Neighbors in Contrast: Yen's Surge Suggests Much for Korean Firms, Government

yonhap - No country is free from the worldwide financial turbulence, but the hardship comes in directly opposite appearances for some adjacent nations.

Japan's financial authorities seemed to clandestinely intervene in its currency
market Tuesday, reports said. Tokyo's first market intervention in almost five
years, however, was to ``pull down" its monetary unit instead of propping it up
as is the case in most other countries, including Korea.
The nearly peerless strength of the Japanese currency is ascribable to global
investors' confidence in the world's second largest economy as a haven in
uncertain times as well as to their rush to repay low-cost yen-denominated loans.
Hit hardest were Japanese manufacturers, who are finding their export goods
rapidly lose price competitiveness in global markets against major rivals.
Japan's export slump is little comfort for its competitors, however, as the
resultant business setback in one of the three pillars bolstering the global
economy and would ripple around the rest of the world.
The yen's surge should come as a sobering reminder for the Korean government and
businesses of the wide gap between the two neighbors in both overall economic
scale and strength. Seoul has long disparaged Japan's ``lost decade," while
praising itself as having successfully gotten out of the Asian financial crisis
11 years ago. Now, this country has come to once again worry about even the
possibility of state default. On the other hand, Japan's financial firms are on a
shopping spree on Wall Street, while its people are hoarding the greenback as
well as the Korean won as if in a fire sale for future use.

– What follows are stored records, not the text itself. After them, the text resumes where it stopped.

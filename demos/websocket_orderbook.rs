use deribit_api::core::config::DeribitConfig;
use deribit_api::exchanges::deribit::models::{BookUpdate, TestParams};
use deribit_api::exchanges::deribit::{build_ws_client, EVENT_CONNECTED, EVENT_DISCONNECTED};
use tracing::Level;

const CHANNEL: &str = "book.BTC-PERPETUAL.100ms";

#[tokio::main]
async fn main() -> Result<(), Box<dyn std::error::Error>> {
    let config = DeribitConfig::from_env_file(".env")?;
    tracing_subscriber::fmt()
        .with_max_level(if config.debug {
            Level::DEBUG
        } else {
            Level::INFO
        })
        .init();

    println!("📡 Deribit WebSocket order book stream");
    println!("=====================================\n");

    let client = build_ws_client(config).await?;
    println!("✅ Connected, server time {}", client.get_time().await?);
    println!("🔧 API version {}", client.test(&TestParams::default()).await?.version);

    client.on(EVENT_CONNECTED, |_| println!("🔄 Reconnected"));
    client.on(EVENT_DISCONNECTED, |_| println!("⚠️  Disconnected"));
    client.on_typed(CHANNEL, |update: BookUpdate| {
        let best_bid = update.bids.first().map(|level| level.1);
        let best_ask = update.asks.first().map(|level| level.1);
        println!(
            "📊 {} change {} bids {} asks {} (top {:?} / {:?})",
            update.instrument_name,
            update.change_id,
            update.bids.len(),
            update.asks.len(),
            best_bid,
            best_ask
        );
    });

    let confirmed = client.subscribe([CHANNEL]).await?;
    println!("📬 Subscribed to {:?}\n", confirmed);

    tokio::signal::ctrl_c().await?;
    println!("\n👋 Closing");
    client.close().await;
    Ok(())
}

Seoul even has little to gain in the trade front, either, as global export
markets have already sharply shriveled while its imports from Japan soared, in
value terms if not in volume, as its industry heavily relies on Japanese
suppliers for core parts and technology. Korea's chronic trade deficit with Japan
is expected to expand further this year, adversely affecting Seoul's overall
payment of balance situation, too.
It is all the more regrettable against this backdrop that large export firms here
are demanding their smaller parts suppliers to lower their prices, demonstrating
a ``live-and-let-die" selfishness as they have always done in economically
difficult times. The government ought to step in to stop this shift of cost
burden to industrial weaklings.
The Bank of Korea's recent rescue of smaller businesses suffering from huge
foreign exchange losses in their failed currency hedging game against commercial
banks was a move in the right direction, but the central bank has to do more to
salvage small firms in liquidity crunch, as they account for up to 80 percent of
the employment market.
In total, Japan's reemergence from its lost decade owes to the successful rebirth
of its industry and policymakers by tightening their belts and enhancing
efficiency. The Japanese banks, for example, saved expenses and expanded their
scales through merger and acquisition, while their Korean counterparts thrived on
easy business practices of borrowing cheap, short-term money from abroad and
extending long-term, housing loans at home, repeating the mistakes of merchant
bankers a decade ago, undeterred by loose governmental regulators.
Crisis comes to all countries, but some learn from it to emerge stronger, while
others forget lessons once the danger has passed to repeat same mistakes later.